● PROBLEM DESCRIPTION: Which lines in the data below contain the word "display"? Copy each of them.

● PROVIDED DATA:
::::::::::

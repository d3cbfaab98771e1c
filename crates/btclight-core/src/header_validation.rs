//! Contextual header validation.
//!
//! A header is checked against its own proof of work and against the
//! ancestors reachable through an [`AncestorView`] of its parent:
//!
//! 1. Bits encode a positive target within the pow limit, and the hash meets it.
//! 2. Bits match the retarget schedule ([`difficulty::next_required_bits`]).
//! 3. Timestamp is after the median of the last [`MEDIAN_TIME_BLOCKS`] ancestors.
//! 4. Timestamp is at most [`MAX_FUTURE_BLOCK_TIME`] ahead of the local clock.
//! 5. Version meets the BIP34/66/65 minimum for the header's height.
//!
//! Linkage (`prev_block` naming the parent) is the caller's job.

use crate::ancestor::AncestorView;
use crate::constants::{MAX_FUTURE_BLOCK_TIME, MEDIAN_TIME_BLOCKS, NetworkParams};
use crate::difficulty;
use crate::error::ConsensusError;
use crate::types::BlockHeader;
use crate::work::{compact_to_target, hash_meets_target};

/// Context required to validate a header.
#[derive(Clone, Copy)]
pub struct HeaderContext<'a> {
    /// The block the header claims as its parent.
    pub parent: AncestorView<'a>,
    /// Current wall-clock time in Unix seconds.
    pub current_time: u64,
}

/// Check that `header` carries valid bits and its hash meets them.
pub fn check_pow(params: &NetworkParams, header: &BlockHeader) -> Result<(), ConsensusError> {
    let (target, negative, overflow) = compact_to_target(header.bits);
    if negative || overflow || target.is_zero() || target > params.pow_limit() {
        return Err(ConsensusError::BadDifficultyBits(header.bits));
    }
    let hash = header.hash();
    if !hash_meets_target(&hash, target) {
        return Err(ConsensusError::HighHash(hash.to_string()));
    }
    Ok(())
}

/// Median timestamp of `view` and up to ten of its ancestors.
///
/// Uses however many blocks are retained when fewer than eleven are.
pub fn median_time_past(view: &AncestorView<'_>) -> u32 {
    let mut timestamps = Vec::with_capacity(MEDIAN_TIME_BLOCKS);
    let mut node = Some(*view);
    while let Some(current) = node {
        if timestamps.len() == MEDIAN_TIME_BLOCKS {
            break;
        }
        timestamps.push(current.timestamp());
        node = current.parent();
    }
    timestamps.sort_unstable();
    timestamps[timestamps.len() / 2]
}

/// Validate `header` as the child of `ctx.parent`.
pub fn validate_header(
    params: &NetworkParams,
    header: &BlockHeader,
    ctx: &HeaderContext<'_>,
) -> Result<(), ConsensusError> {
    check_pow(params, header)?;

    let expected = difficulty::next_required_bits(params, &ctx.parent, header.timestamp)?;
    if header.bits != expected {
        return Err(ConsensusError::UnexpectedDifficulty { got: header.bits, expected });
    }

    let median = median_time_past(&ctx.parent);
    if header.timestamp <= median {
        return Err(ConsensusError::TimeTooOld { timestamp: header.timestamp, median });
    }

    let max = ctx.current_time.saturating_add(MAX_FUTURE_BLOCK_TIME);
    if u64::from(header.timestamp) > max {
        return Err(ConsensusError::TimeTooNew { timestamp: header.timestamp, max });
    }

    let height = ctx.parent.height() + 1;
    if header.version < params.min_version(height) {
        return Err(ConsensusError::ObsoleteVersion { version: header.version, height });
    }
    Ok(())
}
//! Raw transaction helpers.
//!
//! Decoding and script-to-address matching are delegated to the `bitcoin`
//! crate. Nothing here touches the header chain: the light client first
//! checks the proof, then asks this module what the proven transaction pays.

use std::str::FromStr;

use bitcoin::address::NetworkUnchecked;
use bitcoin::hashes::Hash;
use bitcoin::{Address, ScriptBuf, Transaction};

use crate::constants::Network;
use crate::error::BalanceError;
use crate::types::Hash256;

/// Decode a hex-encoded transaction in consensus serialization.
///
/// Both legacy and segwit encodings are accepted. Trailing bytes are an error.
pub fn decode_transaction(tx_hex: &str) -> Result<Transaction, BalanceError> {
    let bytes = hex::decode(tx_hex.trim()).map_err(|e| BalanceError::InvalidTransaction(e.to_string()))?;
    bitcoin::consensus::deserialize(&bytes).map_err(|e| BalanceError::InvalidTransaction(e.to_string()))
}

/// Txid of `tx` (witness data excluded) in internal byte order.
pub fn transaction_id(tx: &Transaction) -> Hash256 {
    Hash256(tx.compute_txid().to_byte_array())
}

/// Address encoding used on `network`.
///
/// Simnet has its own address prefixes that the `bitcoin` crate does not
/// know, so it has no mapping.
pub fn address_network(network: Network) -> Result<bitcoin::Network, BalanceError> {
    match network {
        Network::Mainnet => Ok(bitcoin::Network::Bitcoin),
        Network::Testnet3 => Ok(bitcoin::Network::Testnet),
        Network::Signet => Ok(bitcoin::Network::Signet),
        Network::Regressionnet => Ok(bitcoin::Network::Regtest),
        Network::Simnet => Err(BalanceError::UnsupportedNetwork(network.name().to_string())),
    }
}

/// Output script an address pays to, checked against `network`.
pub fn address_script(address: &str, network: Network) -> Result<ScriptBuf, BalanceError> {
    let target = address_network(network)?;
    let unchecked = Address::<NetworkUnchecked>::from_str(address.trim())
        .map_err(|e| BalanceError::InvalidAddress(format!("{address}: {e}")))?;
    let checked = unchecked
        .require_network(target)
        .map_err(|e| BalanceError::InvalidAddress(format!("{address}: {e}")))?;
    Ok(checked.script_pubkey())
}

/// Total value, in satoshis, of the outputs of `tx` paying `address`.
///
/// Every matching output counts, wherever it sits in the output list. A
/// transaction that pays the address nothing yields zero.
pub fn address_balance(tx: &Transaction, address: &str, network: Network) -> Result<u64, BalanceError> {
    let script = address_script(address, network)?;
    tx.output
        .iter()
        .filter(|out| out.script_pubkey == script)
        .try_fold(0u64, |total, out| total.checked_add(out.value.to_sat()))
        .ok_or(BalanceError::AmountOverflow)
}
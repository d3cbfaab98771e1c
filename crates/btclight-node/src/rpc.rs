//! JSON-RPC server for the btclight node.
//!
//! Uses jsonrpsee 0.24. Hashes travel in display (byte-reversed) hex, headers
//! as 160-character wire hex. Every call that touches the node runs on the
//! blocking pool, since the client lock is a blocking `parking_lot` lock held
//! for whole header batches.

use std::sync::Arc;

use jsonrpsee::core::async_trait;
use jsonrpsee::proc_macros::rpc;
use jsonrpsee::server::{Server, ServerHandle};
use jsonrpsee::types::ErrorObjectOwned;
use serde::{Deserialize, Serialize};

use btclight_core::error::{BalanceError, BtcLightError, LightClientError};
use btclight_core::spv::{SpvProof, SpvStatus};
use btclight_core::types::{BlockHeader, Hash256};

use crate::node::Node;

/// Invalid method parameters (bad hex, bad hash).
pub const INVALID_PARAMS: i32 = -32602;
/// A header was rejected by the light client.
pub const REJECTED_HEADER: i32 = -32001;
/// Storage or invariant failure inside the node.
pub const INTERNAL_ERROR: i32 = -32603;
/// The proof behind a balance query is not final.
pub const PROOF_NOT_VALID: i32 = -32002;

/// Block identity returned by tip queries.
#[derive(Debug, Clone, PartialEq, Eq, Serialize, Deserialize)]
pub struct BlockRefJson {
    pub height: u64,
    /// Block hash in display order.
    pub hash: String,
}

/// Best fork head with its cumulative work.
#[derive(Debug, Clone, PartialEq, Eq, Serialize, Deserialize)]
pub struct BestForkJson {
    pub height: u64,
    pub hash: String,
    /// Cumulative work as a `0x`-prefixed hex integer.
    pub total_work: String,
}

/// Response to `insert_headers`.
#[derive(Debug, Clone, PartialEq, Eq, Serialize, Deserialize)]
pub struct InsertHeadersJson {
    pub inserted: usize,
    pub checkpoint_height: u64,
}

/// Error data attached to a rejected `insert_headers` batch.
#[derive(Debug, Clone, PartialEq, Eq, Serialize, Deserialize)]
pub struct RejectedHeaderJson {
    /// Position of the failing header in the request.
    pub index: usize,
}

/// Error data attached to a balance query whose proof is not final.
#[derive(Debug, Clone, PartialEq, Eq, Serialize, Deserialize)]
pub struct ProofStatusJson {
    pub status: SpvStatus,
}

/// Parse a 64-character display-order hex string into a Hash256.
pub fn parse_hash(hex_str: &str) -> Result<Hash256, ErrorObjectOwned> {
    hex_str
        .parse()
        .map_err(|e| rpc_error(INVALID_PARAMS, &format!("invalid hash: {e}")))
}

/// Create a JSON-RPC error.
fn rpc_error(code: i32, msg: &str) -> ErrorObjectOwned {
    ErrorObjectOwned::owned(code, msg.to_string(), None::<()>)
}

/// Map a node error to a JSON-RPC error object.
fn node_error(e: BtcLightError) -> ErrorObjectOwned {
    match e {
        BtcLightError::LightClient(LightClientError::BatchRejected { index, source }) => {
            ErrorObjectOwned::owned(REJECTED_HEADER, source.to_string(), Some(RejectedHeaderJson { index }))
        }
        BtcLightError::LightClient(LightClientError::InvariantViolation(msg)) => {
            rpc_error(INTERNAL_ERROR, &msg)
        }
        BtcLightError::LightClient(e) => rpc_error(REJECTED_HEADER, &e.to_string()),
        e => rpc_error(INTERNAL_ERROR, &e.to_string()),
    }
}

/// Map a balance error to a JSON-RPC error object.
fn balance_error(e: BalanceError) -> ErrorObjectOwned {
    match e {
        BalanceError::ProofNotValid(status) => {
            ErrorObjectOwned::owned(PROOF_NOT_VALID, e.to_string(), Some(ProofStatusJson { status }))
        }
        e => rpc_error(INVALID_PARAMS, &e.to_string()),
    }
}

/// Run `f` against the node on the blocking pool.
async fn with_node<T, F>(node: &Arc<Node>, f: F) -> Result<T, ErrorObjectOwned>
where
    F: FnOnce(&Node) -> T + Send + 'static,
    T: Send + 'static,
{
    let node = Arc::clone(node);
    tokio::task::spawn_blocking(move || f(&node))
        .await
        .map_err(|e| rpc_error(INTERNAL_ERROR, &e.to_string()))
}

/// The btclight JSON-RPC interface.
#[rpc(server)]
pub trait BtcLightRpc {
    /// Echoes `n`; used as a liveness check.
    #[method(name = "ping")]
    async fn ping(&self, n: u64) -> Result<u64, ErrorObjectOwned>;

    /// Inserts and finalizes hex-encoded headers in order.
    #[method(name = "insert_headers")]
    async fn insert_headers(&self, headers: Vec<String>) -> Result<InsertHeadersJson, ErrorObjectOwned>;

    /// Returns the latest finalized block.
    #[method(name = "get_btc_header_chain_tip")]
    async fn get_btc_header_chain_tip(&self) -> Result<BlockRefJson, ErrorObjectOwned>;

    /// Returns the fork head with the most work.
    #[method(name = "get_best_fork")]
    async fn get_best_fork(&self) -> Result<BestForkJson, ErrorObjectOwned>;

    /// Whether the block is retained by the light client.
    #[method(name = "contains_btc_block")]
    async fn contains_btc_block(&self, hash: String) -> Result<bool, ErrorObjectOwned>;

    /// Returns the finalized header at `height` as hex.
    #[method(name = "get_header")]
    async fn get_header(&self, height: u64) -> Result<String, ErrorObjectOwned>;

    #[method(name = "verify_spv")]
    async fn verify_spv(&self, proof: SpvProof) -> Result<SpvStatus, ErrorObjectOwned>;

    #[method(name = "verify_spv_batch")]
    async fn verify_spv_batch(&self, proofs: Vec<SpvProof>) -> Result<Vec<SpvStatus>, ErrorObjectOwned>;

    /// Verifies `txid` against `gettxoutproof` output.
    #[method(name = "verify_tx_out_proof")]
    async fn verify_tx_out_proof(&self, proof: String, txid: String) -> Result<SpvStatus, ErrorObjectOwned>;

    /// Satoshis the raw transaction pays to `address`, once `proof` shows it
    /// in a finalized block.
    #[method(name = "verify_balance")]
    async fn verify_balance(&self, tx: String, address: String, proof: SpvProof) -> Result<u64, ErrorObjectOwned>;
}

/// Implementation of the btclight JSON-RPC server.
pub struct RpcServerImpl {
    node: Arc<Node>,
}

impl RpcServerImpl {
    /// Create a new RPC server implementation wrapping the given node.
    pub fn new(node: Arc<Node>) -> Self {
        Self { node }
    }
}

#[async_trait]
impl BtcLightRpcServer for RpcServerImpl {
    async fn ping(&self, n: u64) -> Result<u64, ErrorObjectOwned> {
        Ok(n)
    }

    async fn insert_headers(&self, headers: Vec<String>) -> Result<InsertHeadersJson, ErrorObjectOwned> {
        let decoded = headers
            .iter()
            .enumerate()
            .map(|(index, hex)| {
                BlockHeader::from_hex(hex).map_err(|e| {
                    ErrorObjectOwned::owned(
                        INVALID_PARAMS,
                        format!("header {index}: {e}"),
                        Some(RejectedHeaderJson { index }),
                    )
                })
            })
            .collect::<Result<Vec<_>, _>>()?;

        let summary = with_node(&self.node, move |node| node.insert_headers(&decoded))
            .await?
            .map_err(node_error)?;

        Ok(InsertHeadersJson {
            inserted: summary.inserted,
            checkpoint_height: summary.checkpoint_height,
        })
    }

    async fn get_btc_header_chain_tip(&self) -> Result<BlockRefJson, ErrorObjectOwned> {
        let cp = with_node(&self.node, |node| node.checkpoint())
            .await?
            .ok_or_else(|| rpc_error(INTERNAL_ERROR, "no checkpoint"))?;
        Ok(BlockRefJson { height: cp.height, hash: cp.hash().to_string() })
    }

    async fn get_best_fork(&self) -> Result<BestForkJson, ErrorObjectOwned> {
        let (best, work) = with_node(&self.node, |node| node.best_fork())
            .await?
            .ok_or_else(|| rpc_error(INTERNAL_ERROR, "no best fork"))?;
        Ok(BestForkJson {
            height: best.height,
            hash: best.hash().to_string(),
            total_work: format!("{work:#x}"),
        })
    }

    async fn contains_btc_block(&self, hash: String) -> Result<bool, ErrorObjectOwned> {
        let hash = parse_hash(&hash)?;
        with_node(&self.node, move |node| node.contains_block(&hash)).await
    }

    async fn get_header(&self, height: u64) -> Result<String, ErrorObjectOwned> {
        with_node(&self.node, move |node| node.header_at_height(height))
            .await?
            .map(|h| h.to_hex())
            .ok_or_else(|| rpc_error(INVALID_PARAMS, "height not finalized"))
    }

    async fn verify_spv(&self, proof: SpvProof) -> Result<SpvStatus, ErrorObjectOwned> {
        with_node(&self.node, move |node| node.verify_spv(&proof)).await
    }

    async fn verify_spv_batch(&self, proofs: Vec<SpvProof>) -> Result<Vec<SpvStatus>, ErrorObjectOwned> {
        with_node(&self.node, move |node| node.verify_spv_batch(&proofs)).await
    }

    async fn verify_tx_out_proof(&self, proof: String, txid: String) -> Result<SpvStatus, ErrorObjectOwned> {
        let txid = parse_hash(&txid)?;
        with_node(&self.node, move |node| node.verify_tx_out_proof(&proof, &txid))
            .await?
            .map_err(|e| rpc_error(INVALID_PARAMS, &e.to_string()))
    }

    async fn verify_balance(&self, tx: String, address: String, proof: SpvProof) -> Result<u64, ErrorObjectOwned> {
        with_node(&self.node, move |node| node.verify_balance(&tx, &address, &proof))
            .await?
            .map_err(balance_error)
    }
}

/// Start the JSON-RPC server on the given address.
///
/// Returns a [`ServerHandle`] that can be used to stop the server.
pub async fn start_rpc_server(addr: &str, node: Arc<Node>) -> Result<ServerHandle, BtcLightError> {
    let server = Server::builder()
        .build(addr)
        .await
        .map_err(|e| BtcLightError::Storage(format!("RPC server error: {e}")))?;

    let rpc_impl = RpcServerImpl::new(node);
    let handle = server.start(rpc_impl.into_rpc());

    Ok(handle)
}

::::::::::

● ANSWER BELOW:
//! Uses jsonrpsee 0.24. Hashes travel in display (byte-reversed) hex, headers
    /// Block hash in display order.
/// Parse a 64-character display-order hex string into a Hash256.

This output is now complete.